Figure 6 is the information diagram for cost estimation in BIM. Interestingly, it is not significantly different from Figure 3, only feedback goes to the design representation rather than an abstract design node. Collaboration in BIM means that information processed by all actors resides permanently in a single, central representation. The properties and relations of symbols that accommodate this information cannot be detached from the representation, as was the custom with analogue information carriers, where each discipline had its own drawings of the same design. In BIM, any information action or transaction starts from the model and is usually followed by feedback to the model (with the exception of terminal nodes). This means that feedback should be specific, i.e. directed at the space symbols in the model, which could accommodate it as annotations or, preferably, constraints on properties and relations. By being specific about which symbols, properties and relations are affected, one can guide information actions with precision and certainty, avoiding the dangers of improvised interpretations by confused actors.
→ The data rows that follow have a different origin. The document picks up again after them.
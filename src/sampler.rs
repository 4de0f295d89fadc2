//! Collapsed Gibbs sampler for LDA.
//!
//! The sampler owns the topic assignment of every token and the two count
//! tables summarizing it. Each sweep removes one token at a time from the
//! tables, draws a new topic from
//!
//! ```text
//! p(z_di = j | rest) ∝ (N_wj + β_w) / (N_.j + Σβ) · (N_jd + α_j) / (N_.d + Σα)
//! ```
//!
//! and puts it back, so the tables always describe the current assignment.

use std::sync::atomic::{AtomicBool, Ordering};
use std::sync::Arc;
use std::time::Instant;

use rand::distributions::Distribution;
use rand::rngs::StdRng;
use rand::{Rng, SeedableRng};
use serde_derive::{Deserialize, Serialize};
use tracing::{debug, info, warn};

use crate::corpus::Corpus;
use crate::count_model::CountModel;
use crate::error::{LdaError, Result};
use crate::math::Categorical;
use crate::report::{Checkpoint, ModelView, Reporter};
use crate::settings::Settings;

#[derive(Clone, Copy, Debug, PartialEq, Eq)]
pub enum Phase {
    Uninitialized,
    Initialized,
    /// Number of sweeps completed in this run.
    Sampling(usize),
    Finalized,
}

/// Summary of a finished run, serializable as the model file.
#[derive(Serialize, Deserialize, Debug, Clone, PartialEq)]
pub struct FittedModel {
    pub settings: Settings,
    pub num_docs: usize,
    pub vocab_size: usize,
    pub num_tokens: usize,
    /// Total sweeps including those of resumed runs.
    pub iterations: usize,
    pub alpha: Vec<f64>,
    pub beta: Vec<f64>,
    /// Tokens assigned to each topic.
    pub topic_totals: Vec<u32>,
    pub log_prob: Option<f64>,
}

pub struct Estimator<'a> {
    corpus: &'a Corpus,
    settings: Settings,
    rng: StdRng,
    // z[d][i]
    assignments: Vec<Vec<usize>>,
    // rows: word types, columns: topics, prior: β
    word_topic: CountModel,
    // rows: topics, columns: documents, prior: α
    topic_document: CountModel,
    phase: Phase,
    weights: Vec<f64>,
    last_log_prob: Option<f64>,
    cancel: Option<Arc<AtomicBool>>,
}

impl<'a> Estimator<'a> {
    pub fn new(corpus: &'a Corpus, settings: Settings) -> Result<Estimator<'a>> {
        settings.validate(corpus)?;

        let num_topics = settings.num_topics;
        let word_topic = CountModel::new(
            corpus.vocab_size(),
            num_topics,
            settings.beta_sum(corpus.vocab_size()),
        );
        let topic_document = CountModel::new(num_topics, corpus.num_docs(), settings.alpha_sum());
        let rng = StdRng::seed_from_u64(settings.seed);

        Ok(Estimator {
            corpus,
            settings,
            rng,
            assignments: Vec::with_capacity(corpus.num_docs()),
            word_topic,
            topic_document,
            phase: Phase::Uninitialized,
            weights: vec![0.0; num_topics],
            last_log_prob: None,
            cancel: None,
        })
    }

    /// Stops `run` after the sweep in progress once `flag` is set.
    pub fn set_cancel_flag(&mut self, flag: Arc<AtomicBool>) {
        self.cancel = Some(flag);
    }

    pub fn phase(&self) -> Phase {
        self.phase
    }

    pub fn settings(&self) -> &Settings {
        &self.settings
    }

    pub fn assignments(&self) -> &[Vec<usize>] {
        &self.assignments
    }

    pub fn alpha(&self) -> &[f64] {
        self.topic_document.prior()
    }

    pub fn beta(&self) -> &[f64] {
        self.word_topic.prior()
    }

    pub fn word_topic(&self) -> &CountModel {
        &self.word_topic
    }

    pub fn topic_document(&self) -> &CountModel {
        &self.topic_document
    }

    pub fn view(&self) -> ModelView<'_> {
        ModelView {
            corpus: self.corpus,
            word_topic: &self.word_topic,
            topic_document: &self.topic_document,
        }
    }

    /// Assigns every token a topic and fills the count tables.
    ///
    /// Without `initial`, topics are drawn token by token from the
    /// conditional given the tokens placed so far. With `initial`, those
    /// assignments are used as they are, e.g. to resume from a saved state.
    pub fn initialize(&mut self, initial: Option<Vec<Vec<usize>>>) -> Result<()> {
        if self.phase != Phase::Uninitialized {
            return Err(LdaError::Invariant(format!(
                "initialize called in phase {:?}",
                self.phase
            )));
        }
        info!(
            docs = self.corpus.num_docs(),
            vocab = self.corpus.vocab_size(),
            topics = self.settings.num_topics,
            tokens = self.corpus.num_tokens(),
            "initializing"
        );

        match initial {
            None => self.draw_initial_assignments(),
            Some(z) => {
                self.check_assignments(&z)?;
                for (d, (doc, z_d)) in self.corpus.documents().iter().zip(&z).enumerate() {
                    for (&w, &j) in doc.iter().zip(z_d) {
                        self.word_topic.increment(w, j, false);
                        self.topic_document.increment(j, d, false);
                    }
                }
                self.assignments = z;
            }
        }

        let max_len = u32::try_from(self.corpus.max_document_length()).map_err(|_| {
            LdaError::Config(format!(
                "document of {} tokens exceeds the count range",
                self.corpus.max_document_length()
            ))
        })?;
        self.word_topic.initialize_histograms(&self.corpus.word_counts())?;
        self.topic_document
            .initialize_histograms(&vec![max_len; self.settings.num_topics])?;

        self.phase = Phase::Initialized;
        Ok(())
    }

    fn draw_initial_assignments(&mut self) {
        let Estimator {
            corpus,
            rng,
            assignments,
            word_topic,
            topic_document,
            weights,
            ..
        } = self;

        for (d, doc) in corpus.documents().iter().enumerate() {
            let mut z_d = Vec::with_capacity(doc.len());
            for &w in doc {
                let j = draw_topic(word_topic, topic_document, weights, w, d, rng);
                word_topic.increment(w, j, false);
                topic_document.increment(j, d, false);
                z_d.push(j);
            }
            assignments.push(z_d);
        }
    }

    fn check_assignments(&self, z: &[Vec<usize>]) -> Result<()> {
        if z.len() != self.corpus.num_docs() {
            return Err(LdaError::Config(format!(
                "initial assignments cover {} documents, corpus has {}",
                z.len(),
                self.corpus.num_docs()
            )));
        }
        for (d, (doc, z_d)) in self.corpus.documents().iter().zip(z).enumerate() {
            if doc.len() != z_d.len() {
                return Err(LdaError::Config(format!(
                    "initial assignments for document {} have {} tokens, expected {}",
                    d,
                    z_d.len(),
                    doc.len()
                )));
            }
            if let Some(&j) = z_d.iter().find(|&&j| j >= self.settings.num_topics) {
                return Err(LdaError::Config(format!(
                    "topic {} in document {} is out of range for {} topics",
                    j, d, self.settings.num_topics
                )));
            }
        }
        Ok(())
    }

    /// Resamples the topic of every token once, in corpus order.
    pub fn sweep(&mut self) -> Result<()> {
        let done = match self.phase {
            Phase::Initialized => 0,
            Phase::Sampling(s) => s,
            phase => {
                return Err(LdaError::Invariant(format!("sweep called in phase {:?}", phase)));
            }
        };

        let Estimator {
            corpus,
            rng,
            assignments,
            word_topic,
            topic_document,
            weights,
            ..
        } = self;

        for (d, (doc, z_d)) in corpus.documents().iter().zip(assignments.iter_mut()).enumerate() {
            for (&w, z_di) in doc.iter().zip(z_d.iter_mut()) {
                let old = *z_di;
                word_topic.decrement(w, old, true);
                topic_document.decrement(old, d, true);

                let new = draw_topic(word_topic, topic_document, weights, w, d, rng);

                *z_di = new;
                word_topic.increment(w, new, true);
                topic_document.increment(new, d, true);
            }
        }

        self.phase = Phase::Sampling(done + 1);
        Ok(())
    }

    /// Re-estimates the priors selected by `settings.optimize`.
    pub fn optimize_priors(&mut self) -> Result<()> {
        let n = self.settings.optimize_iterations;
        let Settings {
            symmetric, optimize, ..
        } = self.settings;

        if optimize.alpha {
            if symmetric.alpha {
                self.topic_document.optimize_sum(n)?;
            } else {
                self.topic_document.optimize_asymmetric(n)?;
            }
        }
        if optimize.beta {
            if symmetric.beta {
                self.word_topic.optimize_sum(n)?;
            } else {
                self.word_topic.optimize_asymmetric(n)?;
            }
        }
        debug!(
            alpha_sum = self.topic_document.prior_sum(),
            beta_sum = self.word_topic.prior_sum(),
            "optimized priors"
        );
        Ok(())
    }

    /// Log joint probability of the words and the current assignment,
    /// computed by re-adding every token through the predictive
    /// distribution. The count tables are rebuilt in the process and end up
    /// exactly as they were.
    pub fn log_prob(&mut self) -> Result<f64> {
        match self.phase {
            Phase::Initialized | Phase::Sampling(_) => {}
            phase => {
                return Err(LdaError::Invariant(format!("log_prob called in phase {:?}", phase)));
            }
        }

        self.word_topic.reset_counts();
        self.topic_document.reset_counts();

        let mut log_prob = 0.0;
        for (d, (doc, z_d)) in self.corpus.documents().iter().zip(&self.assignments).enumerate() {
            for (&w, &j) in doc.iter().zip(z_d) {
                log_prob += f64::ln(self.word_topic.score(w, j) * self.topic_document.score(j, d));
                self.word_topic.increment(w, j, false);
                self.topic_document.increment(j, d, false);
            }
        }

        self.last_log_prob = Some(log_prob);
        Ok(log_prob)
    }

    fn is_cancelled(&self) -> bool {
        self.cancel
            .as_ref()
            .map_or(false, |flag| flag.load(Ordering::Relaxed))
    }

    /// Runs all configured sweeps and finalizes.
    ///
    /// Initializes with random assignments unless `initialize` was called
    /// already.
    pub fn run<R: Reporter + ?Sized>(&mut self, reporter: &mut R) -> Result<FittedModel> {
        if self.phase == Phase::Uninitialized {
            self.initialize(None)?;
        }

        let start = Instant::now();
        let offset = self.settings.iteration_offset;
        let mut cancelled = false;

        for s in 1..=self.settings.num_iterations {
            if self.is_cancelled() {
                warn!(completed = s - 1, "sampling cancelled");
                cancelled = true;
                break;
            }

            self.sweep()?;
            debug!(iteration = offset + s, "sweep done");

            self.optimize_priors()?;

            let print_interval = self.settings.print_interval;
            if print_interval != 0 && s % print_interval == 0 {
                let log_prob = self.log_prob()?;
                info!(iteration = offset + s, log_prob, "sampling");
                reporter.log_prob(offset + s, log_prob, &self.view());
            }

            let save_interval = self.settings.save_state_interval;
            if save_interval != 0 && s % save_interval == 0 {
                reporter.checkpoint(&self.checkpoint(offset + s, true), self.corpus);
            }
        }

        info!(elapsed = ?start.elapsed(), "sampling finished");
        self.finalize(reporter, cancelled)
    }

    fn checkpoint(&self, iteration: usize, suffixed: bool) -> Checkpoint {
        Checkpoint {
            iteration,
            suffixed,
            assignments: self.assignments.clone(),
            alpha: self.alpha().to_vec(),
            beta: self.beta().to_vec(),
        }
    }

    /// Writes the final checkpoint and reports.
    ///
    /// The unsuffixed checkpoint is written when no periodic checkpoints were
    /// requested, or when the run was cut short.
    pub fn finalize<R: Reporter + ?Sized>(
        &mut self,
        reporter: &mut R,
        cancelled: bool,
    ) -> Result<FittedModel> {
        let completed = match self.phase {
            Phase::Initialized => 0,
            Phase::Sampling(s) => s,
            phase => {
                return Err(LdaError::Invariant(format!("finalize called in phase {:?}", phase)));
            }
        };
        let iterations = self.settings.iteration_offset + completed;

        if self.settings.save_state_interval == 0 || cancelled {
            reporter.checkpoint(&self.checkpoint(iterations, false), self.corpus);
        }
        reporter.finish(&self.view());

        self.phase = Phase::Finalized;
        Ok(FittedModel {
            settings: self.settings.clone(),
            num_docs: self.corpus.num_docs(),
            vocab_size: self.corpus.vocab_size(),
            num_tokens: self.corpus.num_tokens(),
            iterations,
            alpha: self.alpha().to_vec(),
            beta: self.beta().to_vec(),
            topic_totals: (0..self.settings.num_topics)
                .map(|j| self.word_topic.marginal(j))
                .collect(),
            log_prob: self.last_log_prob,
        })
    }
}

fn draw_topic<R: Rng + ?Sized>(
    word_topic: &CountModel,
    topic_document: &CountModel,
    weights: &mut [f64],
    w: usize,
    d: usize,
    rng: &mut R,
) -> usize {
    let mut sum = 0.0;
    for (j, weight) in weights.iter_mut().enumerate() {
        *weight = word_topic.score(w, j) * topic_document.score(j, d);
        sum += *weight;
    }
    Categorical::new(weights, sum).sample(rng)
}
In general, any connection to a model in BIM, either output or input, should refer to specific symbols rather than the representation in general. For example, if an evaluation results in a decision to improve the thermal insulation of a building, the feedback from the evaluation should connect to the symbols of the particular building elements that must be improved, such as the windows or the roof. Views in BIM, such as schedules or floor plans, are for analysis and communication, hence serve as output from the model or as environments for processing. Input to the model (including feedback) should therefore not connect to views but to symbols in the model. In this respect, it is advisable to represent views in information diagrams in a way that reminds you that they do not normally accept input.
In our example, the unit prices are connected to the model through a schedule, i.e. a view: they do not become properties of space symbols. The reasoning behind this choice is that unit prices are values that relate to aggregates: sums that abstract the specific circumstances of each symbol in order to approximate averages. As such, they are derivative data that do not merit inclusion among the primary properties of a symbol. Their connection to a view indicates that they are temporarily linked to the model rather than integrated in it.
As an indication of the level of detail possible and frequently necessary in IM, Figure 7 is a variation of the same information diagram with a couple of information quality controls added. The controls concern the presence of essential information (the space symbols) and primary properties of these symbols (use type). Note that while the diagram is specific about which symbols and properties are concerned, it is elliptical about how the controls are implemented, leaving such matters to the technical BIM specialists. In fact, the diagram violates the decision degrees rule by missing one input in both control nodes.
Tolerances
When translating tasks into information, we must often consider the tolerances for each input or output. Care should be taken that these are kept as narrow as possible. Wide tolerances are unacceptable as an indication of either ignorance or unwarranted uncertainty. As a result, they offer no sound basis for decision making. For example, a tight time planning compels us to pay more attention to the requirements and feasibility of each step, as well as to how dependencies between tasks are ordered in time. Reversely, vagueness about deadlines and milestones promotes procrastination and deferment of decisions, especially concerning steps about which we are less clear.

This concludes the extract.